!La musa escribe al poeta» La Voltereta más ruda de lo que parece y poco grata para casi cualquier poeta.

Biblioteca fantasma

Eve Gil

Todoposeído

 

La musa escribe al poeta. Voltereta más ruda de lo que parece y poco grata para el ego de casi cualquier poeta. Se trata de dejarlo de lado y entregarse servilmente a lo que un agente silencioso (no es casual que “silencio” resuena insistente en cada resquicio del poema) tiene que decir sin entregarse al estruendo ni a la pirotecnia que, por lo general, acompañan la poesía hecha para hacerse oír. Por eso he optado por referirme a Román Cortázar (Mérida, 1980) como un poeta médium; porque se deja escribir por otros al tiempo que permite que éstos se manifiesten a través de su poesía, poseedora de rara fragilidad y transparencia, lo que, paradigmáticamente, la vuelve más asible y visual. Es el poeta que se come las metáforas y no al revés. Él está ahí para que los sentimientos y las emociones lo atraviesen cual figura espectral, dispuesto como un faquir o un santo para clavarse las hipérboles. En ese sentido es posible advertir ciertas influencias, algunas de las cuales él homenajea en un tono por completo apartado de la superioridad. Tono, en todo momento, de reconocimiento y gratitud que recoge al vuelo un luminoso girón de la memoria, como esta reescritura de Pavese: “Por eso escribo Vienes con la rosa marchita y dices que pulverizará mis ojos.”

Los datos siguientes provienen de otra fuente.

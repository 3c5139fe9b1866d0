//! Contacts and the out-of-band contact-exchange payload.

use std::collections::HashMap;

use serde::{Deserialize, Serialize};
use tracing::{info, warn};

use crate::error::CryptoError;
use crate::identity::{Fingerprint, Identity, PublicKey};

/// A known peer.
#[derive(Debug, Clone, PartialEq, Eq)]
pub struct Contact {
    pub id: String,
    pub name: String,
    pub public_key: PublicKey,
}

impl Contact {
    pub fn new(id: impl Into<String>, name: impl Into<String>, public_key: PublicKey) -> Self {
        Self {
            id: id.into(),
            name: name.into(),
            public_key,
        }
    }

    /// Build a contact from a scanned or pasted payload.
    ///
    /// Accepts a full [`ContactCard`] or a bare exported key; a payload
    /// without an id gets a generated one.
    pub fn from_card(name: impl Into<String>, payload: &str) -> Result<Self, CryptoError> {
        let payload = payload.trim();
        let (id, key) = match serde_json::from_str::<ContactCard>(payload) {
            Ok(card) => (card.id, card.public_key),
            Err(_) => (None, payload.to_string()),
        };

        let public_key = PublicKey::import(&key)?;
        let id = id
            .filter(|id| !id.is_empty())
            .unwrap_or_else(|| uuid::Uuid::new_v4().simple().to_string());

        Ok(Self::new(id, name, public_key))
    }
}

/// Contact-exchange payload, shown as a QR code or copied by hand:
/// `{"id": ..., "publicKey": "<exported key>"}`.
#[derive(Debug, Clone, Serialize, Deserialize)]
#[serde(rename_all = "camelCase")]
pub struct ContactCard {
    #[serde(default)]
    pub id: Option<String>,
    pub public_key: String,
}

impl ContactCard {
    pub fn for_identity(identity: &Identity) -> Self {
        Self {
            id: Some(identity.id().to_string()),
            public_key: identity.public_key().export(),
        }
    }

    pub fn to_json(&self) -> String {
        serde_json::to_string(self).unwrap_or_default()
    }
}

/// Result of adding a contact to the book.
#[derive(Debug, Clone, PartialEq, Eq)]
pub enum ContactChange {
    Added,
    Unchanged,
    /// The id was known with another key. The pin for the old key is left
    /// alone, so the next call with this contact classifies as compromised.
    KeyChanged { previous: Fingerprint },
}

/// The local contact list, keyed by contact id.
#[derive(Debug, Clone, Default)]
pub struct ContactBook {
    contacts: HashMap<String, Contact>,
}

impl ContactBook {
    pub fn new() -> Self {
        Self::default()
    }

    pub fn insert(&mut self, contact: Contact) -> ContactChange {
        let change = match self.contacts.get(&contact.id) {
            None => ContactChange::Added,
            Some(existing) if existing.public_key == contact.public_key => {
                ContactChange::Unchanged
            }
            Some(existing) => ContactChange::KeyChanged {
                previous: existing.public_key.fingerprint(),
            },
        };

        match &change {
            ContactChange::Added => {
                info!(contact = %contact.id, name = %contact.name, "contact added");
            }
            ContactChange::KeyChanged { previous } => {
                warn!(
                    contact = %contact.id,
                    previous = %previous.short(),
                    current = %contact.public_key.fingerprint().short(),
                    "contact re-added with a different key"
                );
            }
            ContactChange::Unchanged => {}
        }

        self.contacts.insert(contact.id.clone(), contact);
        change
    }

    pub fn get(&self, id: &str) -> Option<&Contact> {
        self.contacts.get(id)
    }

    pub fn remove(&mut self, id: &str) -> Option<Contact> {
        self.contacts.remove(id)
    }

    pub fn len(&self) -> usize {
        self.contacts.len()
    }

    pub fn is_empty(&self) -> bool {
        self.contacts.is_empty()
    }

    pub fn iter(&self) -> impl Iterator<Item = &Contact> {
        self.contacts.values()
    }
}

impl FromIterator<Contact> for ContactBook {
    fn from_iter<I: IntoIterator<Item = Contact>>(iter: I) -> Self {
        let mut book = ContactBook::new();
        for contact in iter {
            book.insert(contact);
        }
        book
    }
}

Las derrotas del silencio (Vaso Roto, Madrid, 2019) es el segundo libro de un poeta que pareciera tener mucha más tinta recorrida, aunque también ha incursionado en el ensayo, cosa que se advierte en varios de sus poemas que se aproximan a ser genuinos ensayos en prosa poética. Ha colaborado más en medios extranjero que de México, como Página 12 de Argentina y Marcha de Venezuela, entre tantos otros. Yucateco de nacimiento y uruguayo por adopción, aunque viene y va (“infatigable viajero”, se lee en su semblanza) y su acento, que es una orquestal mezcla de acentos, caleidoscopio perfectamente funcional en sus textos, Román Cortázar Aranda es una verdadera rareza en más de un sentido. Vive la poesía como si formara parte de su organismo. Habla “en poesía” sin parecer impostado ni “payaso” y hasta el más modesto recado lo exhibe como poeta nato. Quizá por ello sus poemas tengan algo de dolor animal, como un tenue quejido; como si el poema en sí mismo fuera una gran bestia herida, domesticada a fuerza de piedad pero también de rigor. Marchó a Uruguay por invitación de Eduardo Galeano, de quien no se presume experto, aunque lo sea, y gozó asimismo de la tutela de Juan Gelman y Tomás Segovia, cuya influencia palpita en cada línea como corazón a punto de romperse… o como la migraña de un filósofo enamorado sin esperanza: “a veces se quema/ y entonces abre la boca como un trueno/ pero un día/ el silencio lo encuentra/ y como a una soberbia campana/ lo abraza (nietzsche).

La letra pequeña. Veneración por el silencio previo al alumbre de las palabras, más que por las mayúsculas. Este tiento casi sacro para nombrar que no le impide crear y recrear (no abundan los neologismos pero brincan repentinamente, como luciérnagas en una oscuridad espesa) me remite un poco a Pessoa. La imagen de los hombres al pie del poema que alzan los ojos hacia un rostro omitido, no por ello menos divino del breve poema este último panero, combinada con la imagen del universo subiendo (apagadamente) las escaleras, es casi un autorretrato. Una descripción precisa (y veraz) del aliento poético de Cortázar. El silencio enunciado en el título cobra una presencia arrolladora a través de estos versos tan desnudos de sentimentalismo y cargados de emociones próximas al llanto. Poesía aérea, bien lo dice Elena Poniatowka en la contraportada: “Pellicer dijo que no tenía aeroplano, Cortázar vuela”, en más de un sentido. Primero fue el silencio. La palabra se antepone a un procesamiento consciente y uno sale de este libro experimentando una suerte de conversión a través de rezos que exponen lo más noble que puede tener un ser humano concreto capaz de proyectarse en sus lectores, “no volverá/ la mariposa cargando el poema/ no volverá/ a la voz de la cigarra/ le crece la tarde”. (soledad).